Managing Coronavirus-related Stress
The coronavirus has many people feeling distressed. This is very normal in times of crisis. You can manage these feelings by taking some simple steps. Here are some things you can do to feel better:
Providers of mental health and recovery services: find a repository of information and guidance on Coronavirus on the OhioMHAS website.
Get information from a trusted resource: coronavirus.ohio.gov. This website is updated regularly by the Ohio Department of Health in coordination with the Centers for Disease Control. It has the facts on what is happening in Ohio and helpful resources on prevention and testing for you and your family.
If you have specific questions, ask an expert at 1-833-4-ASK-ODH (1-833-427-5634). This call center is managed by the Ohio Department of Health and is now open 7 days a week from 9 a.m. to 8 p.m.

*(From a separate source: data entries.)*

//! Confine collections: the bags of predicates owned by providers and by
//! declared features.
//!
//! Both collection types share the same evaluation rule: an empty
//! collection is not valid. Absence of any stated requirement means "not
//! explicitly confined", which this layer treats as not applicable; callers
//! opt in through explicit capability declaration instead.

use std::collections::BTreeMap;

use serde::Serialize;
use serde_json::{Map, Value};

use super::{summarize, truthy, Confine, ConfineKind, ConfineSubject, SummaryOutcome};
use crate::errors::DefinitionError;

/// Reserved criteria key: when truthy, existence values are treated as
/// executable names to locate on the search path.
pub const FOR_BINARY_KEY: &str = "for_binary";

/// Declaration input for one `confine` call: an ordered mapping from
/// predicate-kind name (or arbitrary fact name) to candidate values.
#[derive(Debug, Clone, Default)]
pub struct Criteria {
    entries: Vec<(String, Vec<Value>)>,
    for_binary: bool,
}

impl Criteria {
    pub fn new() -> Self {
        Self::default()
    }

    /// Append one kind with a single candidate value.
    pub fn with(mut self, kind: &str, value: impl Into<Value>) -> Self {
        self.entries.push((kind.to_string(), vec![value.into()]));
        self
    }

    /// Append one kind with several candidate values.
    pub fn with_all(mut self, kind: &str, values: Vec<Value>) -> Self {
        self.entries.push((kind.to_string(), values));
        self
    }

    /// Treat existence values as binaries to locate on the search path.
    pub fn for_binary(mut self, for_binary: bool) -> Self {
        self.for_binary = for_binary;
        self
    }

    /// Build criteria from a JSON object. The reserved [`FOR_BINARY_KEY`]
    /// is stripped and becomes the flag; scalar values normalize to
    /// one-element lists.
    pub fn from_map(map: Map<String, Value>) -> Self {
        let mut criteria = Self::new();
        for (key, value) in map {
            if key == FOR_BINARY_KEY {
                criteria.for_binary = truthy(&value);
                continue;
            }
            let values = match value {
                Value::Array(list) => list,
                other => vec![other],
            };
            criteria.entries.push((key, values));
        }
        criteria
    }

    pub fn is_empty(&self) -> bool {
        self.entries.is_empty()
    }
}

/// Resolve each criteria entry and append the resulting confines.
fn append_criteria(
    label: &str,
    confines: &mut Vec<Confine>,
    criteria: Criteria,
) -> Result<(), DefinitionError> {
    for (key, values) in criteria.entries {
        if values.is_empty() {
            return Err(DefinitionError::MissingField {
                what: format!("confine '{}' on {}", key, label),
                field: "values",
            });
        }
        let kind = ConfineKind::resolve(&key);
        let mut confine = Confine::new(kind, values);
        if criteria.for_binary && matches!(confine.kind(), ConfineKind::Exists) {
            confine.set_for_binary(true);
        }
        confine.set_label(label);
        confines.push(confine);
    }
    Ok(())
}

fn confines_valid(label: &str, confines: &[Confine], subject: &dyn ConfineSubject) -> bool {
    if confines.is_empty() {
        return false;
    }
    let mut ok = true;
    for confine in confines {
        if !confine.valid(subject) {
            ok = false;
            for value in confine.failing_values(subject) {
                log::debug!("{}: {}", label, confine.message(value));
            }
        }
    }
    ok
}

fn confines_summary(
    confines: &[Confine],
    subject: &dyn ConfineSubject,
) -> BTreeMap<String, SummaryOutcome> {
    let mut groups: BTreeMap<&str, Vec<&Confine>> = BTreeMap::new();
    for confine in confines {
        groups
            .entry(confine.kind().group_key())
            .or_default()
            .push(confine);
    }
    let mut summary = BTreeMap::new();
    for (key, group) in groups {
        let outcome = summarize(&group, subject);
        if !outcome.is_empty() {
            summary.insert(key.to_string(), outcome);
        }
    }
    summary
}

/// The unordered bag of confines belonging to one provider definition.
#[derive(Debug, Clone, Default, Serialize)]
pub struct ConfineCollection {
    label: String,
    confines: Vec<Confine>,
}

impl ConfineCollection {
    pub fn new(label: impl Into<String>) -> Self {
        Self {
            label: label.into(),
            confines: Vec::new(),
        }
    }

    pub fn label(&self) -> &str {
        &self.label
    }

    pub fn confines(&self) -> &[Confine] {
        &self.confines
    }

    pub fn len(&self) -> usize {
        self.confines.len()
    }

    pub fn is_empty(&self) -> bool {
        self.confines.is_empty()
    }

    /// Append confines for every criteria entry, in declaration order.
    pub fn confine(&mut self, criteria: Criteria) -> Result<(), DefinitionError> {
        append_criteria(&self.label, &mut self.confines, criteria)
    }

    /// Is this provider usable at all? False when no confine was ever
    /// stated.
    pub fn valid(&self, subject: &dyn ConfineSubject) -> bool {
        confines_valid(&self.label, &self.confines, subject)
    }

    /// Failure summary per kind group, diagnostics only. Kinds with
    /// nothing to report are omitted.
    pub fn summary(&self, subject: &dyn ConfineSubject) -> BTreeMap<String, SummaryOutcome> {
        confines_summary(&self.confines, subject)
    }
}

/// The named, documented bag of confines belonging to one declared feature
/// of a resource type.
///
/// The type owns one master instance per feature; capability bundles and
/// extending providers work on clones. All contained state is owned, so
/// `Clone` is a deep copy and appending to a clone is never observable
/// from the original or from sibling clones.
#[derive(Debug, Clone, Serialize)]
pub struct FeatureConfineCollection {
    name: String,
    label: String,
    docs: String,
    confines: Vec<Confine>,
}

impl FeatureConfineCollection {
    /// All three of `name`, `label`, and `docs` are required.
    pub fn new(
        name: impl Into<String>,
        label: impl Into<String>,
        docs: impl Into<String>,
    ) -> Result<Self, DefinitionError> {
        let name = name.into();
        let label = label.into();
        let docs = docs.into();
        for (field, value) in [("name", &name), ("label", &label), ("docs", &docs)] {
            if value.trim().is_empty() {
                return Err(DefinitionError::MissingField {
                    what: "feature confine collection".to_string(),
                    field,
                });
            }
        }
        Ok(Self {
            name,
            label,
            docs,
            confines: Vec::new(),
        })
    }

    pub fn name(&self) -> &str {
        &self.name
    }

    pub fn label(&self) -> &str {
        &self.label
    }

    pub fn docs(&self) -> &str {
        &self.docs
    }

    pub fn confines(&self) -> &[Confine] {
        &self.confines
    }

    pub fn len(&self) -> usize {
        self.confines.len()
    }

    pub fn is_empty(&self) -> bool {
        self.confines.is_empty()
    }

    /// Append confines for every criteria entry.
    pub fn confine(&mut self, criteria: Criteria) -> Result<(), DefinitionError> {
        append_criteria(&self.label, &mut self.confines, criteria)
    }

    /// Does the subject support this feature? False when the feature
    /// states no confines.
    pub fn valid(&self, subject: &dyn ConfineSubject) -> bool {
        confines_valid(&self.label, &self.confines, subject)
    }

    /// Failure summary per kind group, diagnostics only.
    pub fn summary(&self, subject: &dyn ConfineSubject) -> BTreeMap<String, SummaryOutcome> {
        confines_summary(&self.confines, subject)
    }
}

#[cfg(test)]
mod tests {
    use super::*;
    use crate::confine::BasicSubject;
    use serde_json::json;

    #[test]
    fn empty_collections_are_never_valid() {
        let subject = BasicSubject::new();
        let collection = ConfineCollection::new("pkg.apt");
        assert!(!collection.valid(&subject));

        let feature =
            FeatureConfineCollection::new("purgeable", "Pkg.purgeable", "Purges.").unwrap();
        assert!(!feature.valid(&subject));
    }

    #[test]
    fn valid_requires_every_confine_to_hold() {
        let _ = env_logger::builder().is_test(true).try_init();
        let subject = BasicSubject::new().with_method("purge");
        let mut collection = ConfineCollection::new("pkg.apt");
        collection
            .confine(
                Criteria::new()
                    .with("true", true)
                    .with("has_method", "purge"),
            )
            .unwrap();
        assert!(collection.valid(&subject));

        collection
            .confine(Criteria::new().with("has_method", "flush"))
            .unwrap();
        assert!(!collection.valid(&subject));
    }

    #[test]
    fn criteria_map_strips_the_reserved_key() {
        let mut map = Map::new();
        map.insert("exists".to_string(), json!(["mount", "umount"]));
        map.insert(FOR_BINARY_KEY.to_string(), json!(true));
        map.insert("has_method".to_string(), json!("remount"));

        let mut collection = ConfineCollection::new("mount.posix");
        collection.confine(Criteria::from_map(map)).unwrap();

        // Two entries remain after the flag is stripped.
        assert_eq!(collection.len(), 2);
        let exists = collection
            .confines()
            .iter()
            .find(|c| c.kind() == &ConfineKind::Exists)
            .unwrap();
        assert!(exists.for_binary());
        assert_eq!(exists.values().len(), 2);

        let method = collection
            .confines()
            .iter()
            .find(|c| c.kind() == &ConfineKind::HasMethod)
            .unwrap();
        assert!(!method.for_binary());
    }

    #[test]
    fn for_binary_applies_only_to_exists_confines() {
        let mut collection = ConfineCollection::new("svc.init");
        collection
            .confine(
                Criteria::new()
                    .with("exists", "service")
                    .with("has_method", "restart")
                    .for_binary(true),
            )
            .unwrap();
        let flags: Vec<bool> = collection.confines().iter().map(|c| c.for_binary()).collect();
        assert_eq!(flags, vec![true, false]);
    }

    #[test]
    fn confines_carry_the_collection_label() {
        let mut collection = ConfineCollection::new("pkg.apt");
        collection.confine(Criteria::new().with("true", true)).unwrap();
        assert_eq!(collection.confines()[0].label(), "pkg.apt");
    }

    #[test]
    fn empty_value_lists_are_a_definition_error() {
        let mut collection = ConfineCollection::new("pkg.apt");
        let err = collection
            .confine(Criteria::new().with_all("exists", vec![]))
            .unwrap_err();
        assert!(matches!(err, DefinitionError::MissingField { .. }));
    }

    #[test]
    fn feature_collections_require_name_label_and_docs() {
        assert!(FeatureConfineCollection::new("", "label", "docs").is_err());
        assert!(FeatureConfineCollection::new("name", " ", "docs").is_err());
        assert!(FeatureConfineCollection::new("name", "label", "").is_err());
        assert!(FeatureConfineCollection::new("name", "label", "docs").is_ok());
    }

    #[test]
    fn cloned_feature_collections_are_structurally_independent() {
        let mut master =
            FeatureConfineCollection::new("holdable", "Pkg.holdable", "Holds.").unwrap();
        master
            .confine(Criteria::new().with("has_method", "hold"))
            .unwrap();

        let mut copy = master.clone();
        copy.confine(Criteria::new().with("exists", "/usr/bin/hold"))
            .unwrap();

        assert_eq!(master.len(), 1);
        assert_eq!(copy.len(), 2);

        let mut sibling = master.clone();
        sibling
            .confine(Criteria::new().with("true", true))
            .unwrap();
        assert_eq!(master.len(), 1);
        assert_eq!(copy.len(), 2);
        assert_eq!(sibling.len(), 2);
    }

    #[test]
    fn summary_groups_by_kind_and_omits_clean_groups() {
        let subject = BasicSubject::new()
            .with_method("one")
            .with_path("/etc/present");
        let mut collection = ConfineCollection::new("pkg.apt");
        collection
            .confine(
                Criteria::new()
                    .with_all("has_method", vec![json!("one"), json!("two")])
                    .with("exists", "/etc/present")
                    .with("false", true),
            )
            .unwrap();

        let summary = collection.summary(&subject);
        assert_eq!(
            summary.get("has_method"),
            Some(&SummaryOutcome::Missing(vec!["two".to_string()]))
        );
        // Every stated path exists, so the group reports nothing.
        assert!(!summary.contains_key("exists"));
        // The false-kind group counts passing (falsy) values: none here.
        assert!(!summary.contains_key("false"));
    }

    #[test]
    fn summary_never_fails_on_an_unhelpful_subject() {
        let subject = BasicSubject::new();
        let mut collection = ConfineCollection::new("pkg.apt");
        collection
            .confine(Criteria::new().with("osfamily", "RedHat"))
            .unwrap();
        let summary = collection.summary(&subject);
        assert_eq!(
            summary.get("variable"),
            Some(&SummaryOutcome::Missing(vec!["osfamily".to_string()]))
        );
    }
}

Limit media exposure. Today’s 24-hour news cycle can make it difficult to turn away from the TV, radio, or social media, but research has shown that excess media exposure to coverage of stressful events can result in negative mental health outcomes. Use trusted media outlets to gather the information you need, then turn them off.
Reduce your stress and feel better:
- Be prepared. Prevent risk of illness by taking simple steps that are good practices: Wash your hands. Cover your cough. Increase cleaning. Stay home if you’re sick.
- Eat healthy foods and exercise to boost your immune system
- Get plenty of rest.
- Stay in touch with friends and loved ones and talk with them about your worries.
- Keep participating in hobbies and activities that you enjoy to improve your mood.
Recognize signs of distress in yourself and family or friends. Signs of stress include worry, fear, sleeping or eating too little or too much, difficulty concentrating, pulling away from people or things at home or work or in daily life, yelling or fighting with family or friends, having thoughts or memories you can’t get out of your head, unexplained aches and pains, feeling hopeless or helpless, thinking of hurting yourself or someone else, and smoking or drinking alcohol more than you should.
Get help for your stress if you need it by calling the national Disaster Distress Helpline at 1-800-985-5990. Or text “TalkWithUs” to 66746.